A verdadeira razão por trás da retaliação de Trump?

Por trás da retórica protecionista do ex-presidente Donald Trump, pode estar um motivo muito mais estratégico e menos visível: os minerais críticos brasileiros. Nesta quinta-feira (24), Raul Jungmann — presidente do Instituto Brasileiro de Mineração (Ibram) e ex-ministro da Segurança no governo Temer ,  revelou que o encarregado de negócios da embaixada dos EUA no Brasil, Gabriel Escobar, voltou a demonstrar o interesse direto de Washington nos chamados minerais críticos e estratégicos (MCEs).

Esse tipo de recurso, essencial para a produção de semicondutores, baterias, equipamentos militares e tecnologias de energia limpa, tem se tornado peça-chave na geopolítica contemporânea. Não por acaso, os Estados Unidos intensificaram acordos sobre “terras raras” com Ucrânia e China nos últimos meses. E aqui está o ponto: o Brasil figura entre os países com as maiores reservas desses minerais no mundo, ao lado justamente da China.

O recado norte-americano, transmitido de forma reiterada por Escobar em encontros com representantes do setor privado brasileiro, levanta uma hipótese incômoda: seria o recente tarifaço de Trump contra o Brasil apenas mais um episódio na disputa global por recursos estratégicos?

O Ibram não tem prerrogativas diplomáticas formais, mas representa as principais mineradoras do país. A repetição da mensagem por parte dos EUA , registrada por Jungmann como tendo ocorrido também há cerca de três meses , indica uma pressão constante, quase silenciosa, que talvez explique mais sobre o atual clima de retaliações comerciais do que qualquer justificativa oficial.

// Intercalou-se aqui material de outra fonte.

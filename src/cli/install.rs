use super::CliConfig;
use super::common::{CommandContext, environment, print_success, print_warning};
use crate::config::InstallScope;
use crate::core::{InstallPhase, JvError};
use crate::discovery::{JdkSource, resolve};
use crate::distributor::{DistributorRegistry, Platform};
use crate::download::{Downloader, http_client};
use crate::installer::{InstallLayout, InstallRequest, PackageInstaller, uninstall};
use crate::utils::fs::paths_equal;
use crate::utils::progress::ProgressBar;
use anyhow::{Result, bail};
use clap::Args;
use colored::Colorize;
use std::sync::Arc;
use tracing::debug;

#[derive(Args, Debug)]
pub struct InstallCommand {
    /// Feature versions to install, e.g. `21 17`.
    #[arg(required = true, value_name = "VERSION")]
    pub versions: Vec<String>,

    /// Distributor to download from (default: the first registered).
    #[arg(long, short)]
    pub distributor: Option<String>,

    /// Install machine-wide (requires Administrator/root).
    #[arg(long)]
    pub system: bool,
}

impl InstallCommand {
    pub async fn execute(self, cli: &CliConfig) -> Result<()> {
        let mut ctx = CommandContext::load(cli)?;
        let client = http_client()?;
        let registry = DistributorRegistry::with_defaults(client.clone());
        let distributor = registry.get(self.distributor.as_deref())?;
        let layout = InstallLayout::from_environment()?;
        let scope = if self.system {
            InstallScope::System
        } else {
            InstallScope::User
        };

        let mut installed = Vec::new();
        let mut failures: Vec<(String, JvError)> = Vec::new();

        for version in &self.versions {
            let bar = ProgressBar::new_download(ctx.show_progress);
            bar.set_prefix(format!("Java {version}"));
            let phase_bar = bar.clone();
            let installer = PackageInstaller::new(Downloader::new(client.clone()), layout.clone())
                .on_progress(bar.download_callback())
                .on_phase(Arc::new(move |phase: InstallPhase| {
                    phase_bar.set_message(phase.to_string());
                }));

            let request = InstallRequest::new(distributor, version, scope, Platform::current());
            let result = installer.install_and_record(&request, &mut ctx.config).await;
            bar.finish_and_clear();

            match result {
                Ok(outcome) => {
                    let action = if outcome.replaced_existing {
                        "Reinstalled"
                    } else {
                        "Installed"
                    };
                    let release = outcome
                        .release_name
                        .as_deref()
                        .map(|name| format!(" ({name})"))
                        .unwrap_or_default();
                    print_success(&format!(
                        "{action} {} Java {}{release} to {}",
                        distributor.name(),
                        outcome.record.version.bold(),
                        outcome.record.path.display()
                    ));
                    installed.push(outcome.record);
                }
                Err(e) => {
                    eprintln!("{} Java {version}: {e}", "✗".red());
                    failures.push((version.clone(), e));
                }
            }
        }

        if let Some(first) = installed.first() {
            activate_if_unset(&first.path, &first.version);
        }

        match (installed.len(), failures.len()) {
            (_, 0) => Ok(()),
            (0, 1) => {
                let (_, error) = failures.remove(0);
                Err(error.into())
            }
            (_, failed) => {
                let names: Vec<&str> = failures.iter().map(|(v, _)| v.as_str()).collect();
                bail!(
                    "{failed} of {} installs failed: {}",
                    self.versions.len(),
                    names.join(", ")
                )
            }
        }
    }
}

/// Point `JAVA_HOME` at a fresh install when nothing is active yet.
fn activate_if_unset(home: &std::path::Path, version: &str) {
    let env = match environment() {
        Ok(env) => env,
        Err(e) => {
            debug!("Environment store unavailable: {e}");
            return;
        }
    };
    match env.get_home() {
        Ok(None) => {}
        Ok(Some(_)) => return,
        Err(e) => {
            debug!("Could not read JAVA_HOME: {e}");
            return;
        }
    }

    match env.set_home(home) {
        Ok(()) => print_success(&format!("JAVA_HOME set to Java {version}")),
        Err(JvError::PrivilegeRequired { .. }) => print_warning(&format!(
            "JAVA_HOME is not set; run `jv use {version}` from an elevated shell"
        )),
        Err(e) => print_warning(&format!("Could not set JAVA_HOME: {e}")),
    }
}

#[derive(Args, Debug)]
pub struct UninstallCommand {
    /// Version or path of a JDK installed by jv.
    #[arg(value_name = "VERSION|PATH")]
    pub target: String,
}

impl UninstallCommand {
    pub fn execute(self, cli: &CliConfig) -> Result<()> {
        let mut ctx = CommandContext::load(cli)?;
        let installed: Vec<_> = ctx
            .installations()
            .into_iter()
            .filter(|i| i.source == JdkSource::Installed)
            .collect();

        let path = match resolve(&installed, &self.target) {
            Some(install) => install.path.clone(),
            None => ctx
                .config
                .installed_jdks
                .iter()
                .find(|r| {
                    r.matches_version(&self.target)
                        || paths_equal(&r.path, std::path::Path::new(self.target.trim()))
                })
                .map(|r| r.path.clone())
                .ok_or_else(|| JvError::NotFound {
                    what: format!("Installed Java '{}'", self.target.trim()),
                })?,
        };

        if let Ok(Some(home)) = environment().and_then(|env| env.get_home().map_err(Into::into)) {
            if paths_equal(&home, &path) {
                bail!(
                    "Java at {} is the current JAVA_HOME; switch to another version with `jv use` first",
                    path.display()
                );
            }
        }

        let record = uninstall(&mut ctx.config, &path)?;
        print_success(&format!(
            "Uninstalled Java {} from {}",
            record.version,
            record.path.display()
        ));
        Ok(())
    }
}
//! Replacing the running executable with a verified release binary.
//!
//! [`SelfUpdater::perform_update`] goes through **download**, **verify**,
//! **backup** and **replace**. Nothing on disk outside a temporary directory is
//! touched until the new binary has passed checksum verification and a backup
//! of the current one exists.
//!
//! The replace step has three endings:
//!
//! | replace | restore | result                                   |
//! |---------|---------|------------------------------------------|
//! | ok      | -       | [`UpdateOutcome`], backup removed later  |
//! | failed  | ok      | [`JvError::RolledBack`] (replace phase)  |
//! | failed  | failed  | [`JvError::Unrecoverable`] with the backup path |

use super::backup::BackupManager;
use super::release::ReleaseInfo;
use crate::constants::{BACKUP_CLEANUP_GRACE, RESTORE_ATTEMPTS, RESTORE_RETRY_DELAY, UPDATE_TIMEOUT};
use crate::core::{JvError, UpdatePhase};
use crate::download::{Downloader, ProgressCallback};
use crate::verification::ChecksumVerifier;
use std::io;
use std::path::{Path, PathBuf};
use std::time::Duration;
use tokio::task::JoinHandle;
use tracing::{debug, error, info, warn};

/// Moves a new binary over the executable.
pub trait BinarySwap: Send + Sync {
    fn replace(&self, new_binary: &Path, executable: &Path) -> io::Result<()>;
}

impl<F> BinarySwap for F
where
    F: Fn(&Path, &Path) -> io::Result<()> + Send + Sync,
{
    fn replace(&self, new_binary: &Path, executable: &Path) -> io::Result<()> {
        self(new_binary, executable)
    }
}

/// Rename-based swap. On Windows the running executable is first moved aside,
/// because it can be renamed but not overwritten.
#[derive(Debug, Clone, Copy, Default)]
pub struct RenameSwap;

impl BinarySwap for RenameSwap {
    fn replace(&self, new_binary: &Path, executable: &Path) -> io::Result<()> {
        #[cfg(unix)]
        {
            use std::os::unix::fs::PermissionsExt;
            std::fs::set_permissions(new_binary, std::fs::Permissions::from_mode(0o755))?;
        }

        if cfg!(windows) {
            let aside = executable.with_extension("old");
            let _ = std::fs::remove_file(&aside);
            std::fs::rename(executable, &aside)?;
            if let Err(e) = std::fs::rename(new_binary, executable) {
                let _ = std::fs::rename(&aside, executable);
                return Err(e);
            }
            return Ok(());
        }

        std::fs::rename(new_binary, executable)
    }
}

/// A completed update.
#[derive(Debug)]
pub struct UpdateOutcome {
    pub version: String,
    pub executable: PathBuf,
    pub backup_path: PathBuf,
    /// Removes the backup after the grace period.
    pub cleanup: JoinHandle<()>,
}

pub struct SelfUpdater {
    downloader: Downloader,
    executable: PathBuf,
    swap: Box<dyn BinarySwap>,
    timeout: Duration,
    cleanup_grace: Duration,
    restore_attempts: u32,
    restore_delay: Duration,
    progress: Option<ProgressCallback>,
}

impl SelfUpdater {
    /// Update `executable` using the default swap and timings.
    #[must_use]
    pub fn new(downloader: Downloader, executable: PathBuf) -> Self {
        Self {
            downloader,
            executable,
            swap: Box::new(RenameSwap),
            timeout: UPDATE_TIMEOUT,
            cleanup_grace: BACKUP_CLEANUP_GRACE,
            restore_attempts: RESTORE_ATTEMPTS,
            restore_delay: RESTORE_RETRY_DELAY,
            progress: None,
        }
    }

    /// Path of the running executable.
    pub fn current_executable() -> Result<PathBuf, JvError> {
        std::env::current_exe().map_err(|e| JvError::io("locate", "the running executable", e))
    }

    #[must_use]
    pub fn with_swap(mut self, swap: impl BinarySwap + 'static) -> Self {
        self.swap = Box::new(swap);
        self
    }

    /// Deadline for downloading and verifying the new binary.
    #[must_use]
    pub const fn timeout(mut self, timeout: Duration) -> Self {
        self.timeout = timeout;
        self
    }

    #[must_use]
    pub const fn cleanup_grace(mut self, grace: Duration) -> Self {
        self.cleanup_grace = grace;
        self
    }

    #[must_use]
    pub const fn restore_policy(mut self, attempts: u32, delay: Duration) -> Self {
        self.restore_attempts = attempts;
        self.restore_delay = delay;
        self
    }

    #[must_use]
    pub fn on_progress(mut self, callback: ProgressCallback) -> Self {
        self.progress = Some(callback);
        self
    }

    #[must_use]
    pub fn executable(&self) -> &Path {
        &self.executable
    }

    #[must_use]
    pub fn backup_manager(&self) -> BackupManager {
        BackupManager::new(self.executable.clone())
            .with_retry(self.restore_attempts, self.restore_delay)
    }

    /// Install `release` over the executable.
    pub async fn perform_update(&self, release: &ReleaseInfo) -> Result<UpdateOutcome, JvError> {
        info!(
            "Updating {} to {}",
            self.executable.display(),
            release.version
        );

        // Same directory as the executable so the swap is a rename.
        let parent = self.executable.parent().ok_or_else(|| JvError::InvalidInput {
            message: format!("executable '{}' has no parent", self.executable.display()),
        })?;
        let staging = tempfile::Builder::new()
            .prefix(".jv-update-")
            .tempdir_in(parent)
            .map_err(|e| {
                JvError::io("create update directory in", parent, e)
                    .in_update_phase(UpdatePhase::Download)
            })?;
        let new_binary = staging.path().join(release.download.file_name());

        match tokio::time::timeout(self.timeout, self.fetch(release, &new_binary)).await {
            Ok(result) => result?,
            Err(_) => {
                return Err(JvError::Timeout {
                    operation: format!("Downloading jv {}", release.version),
                    limit: self.timeout,
                }
                .in_update_phase(UpdatePhase::Download));
            }
        }

        let backup = self.backup_manager();
        backup
            .create_backup()
            .await
            .map_err(|e| e.in_update_phase(UpdatePhase::Backup))?;

        debug!("Replacing {}", self.executable.display());
        if let Err(replace_error) = self.swap.replace(&new_binary, &self.executable) {
            warn!("Replacing the executable failed: {replace_error}");
            return Err(self.roll_back(&backup, replace_error).await);
        }

        info!("Updated to {}", release.version);
        Ok(UpdateOutcome {
            version: release.version.clone(),
            executable: self.executable.clone(),
            backup_path: backup.backup_path().to_path_buf(),
            cleanup: backup.schedule_cleanup(self.cleanup_grace),
        })
    }

    async fn fetch(&self, release: &ReleaseInfo, dest: &Path) -> Result<(), JvError> {
        let package = &release.download;
        self.downloader
            .download(
                package.url(),
                dest,
                package.expected_size(),
                self.progress.as_ref(),
            )
            .await
            .map_err(|e| e.in_update_phase(UpdatePhase::Download))?;

        ChecksumVerifier::verify_async(
            dest.to_path_buf(),
            package.checksum().to_string(),
            package.algorithm(),
        )
        .await
        .map_err(|e| e.in_update_phase(UpdatePhase::Verify))
    }

    async fn roll_back(&self, backup: &BackupManager, replace_error: io::Error) -> JvError {
        match backup.restore_backup().await {
            Ok(()) => {
                if let Err(e) = backup.cleanup_backup().await {
                    warn!("Failed to remove backup after rollback: {e}");
                }
                JvError::RolledBack {
                    reason: replace_error.to_string(),
                }
                .in_update_phase(UpdatePhase::Replace)
            }
            Err(restore_error) => {
                error!(
                    "Restoring {} failed; backup kept at {}",
                    self.executable.display(),
                    backup.backup_path().display()
                );
                JvError::Unrecoverable {
                    update_error: replace_error.to_string(),
                    rollback_error: restore_error.to_string(),
                    backup_path: backup.backup_path().to_path_buf(),
                }
            }
        }
    }

    /// Restore a leftover backup over the executable and delete it.
    pub async fn rollback(&self) -> Result<PathBuf, JvError> {
        let backup = self.backup_manager();
        if !backup.backup_exists() {
            return Err(JvError::NotFound {
                what: format!("Backup {}", backup.backup_path().display()),
            });
        }
        backup.restore_backup().await?;
        backup.cleanup_backup().await?;
        Ok(self.executable.clone())
    }
}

No tabuleiro global, o minério brasileiro vale mais do que ouro. E Washington sabe disso.

 

A cobiça

A cobiça sobre as riquezas do subsolo brasileiro é antiga  e atual
A exploração do ouro brasileiro, entre os séculos XVIII e XIX, não apenas drenou as reservas coloniais, como também financiou, em parte, a Revolução Industrial na Inglaterra. Essa dinâmica histórica de um Brasil fornecedor bruto de matéria-prima, não desapareceu. Apenas mudou de protagonistas.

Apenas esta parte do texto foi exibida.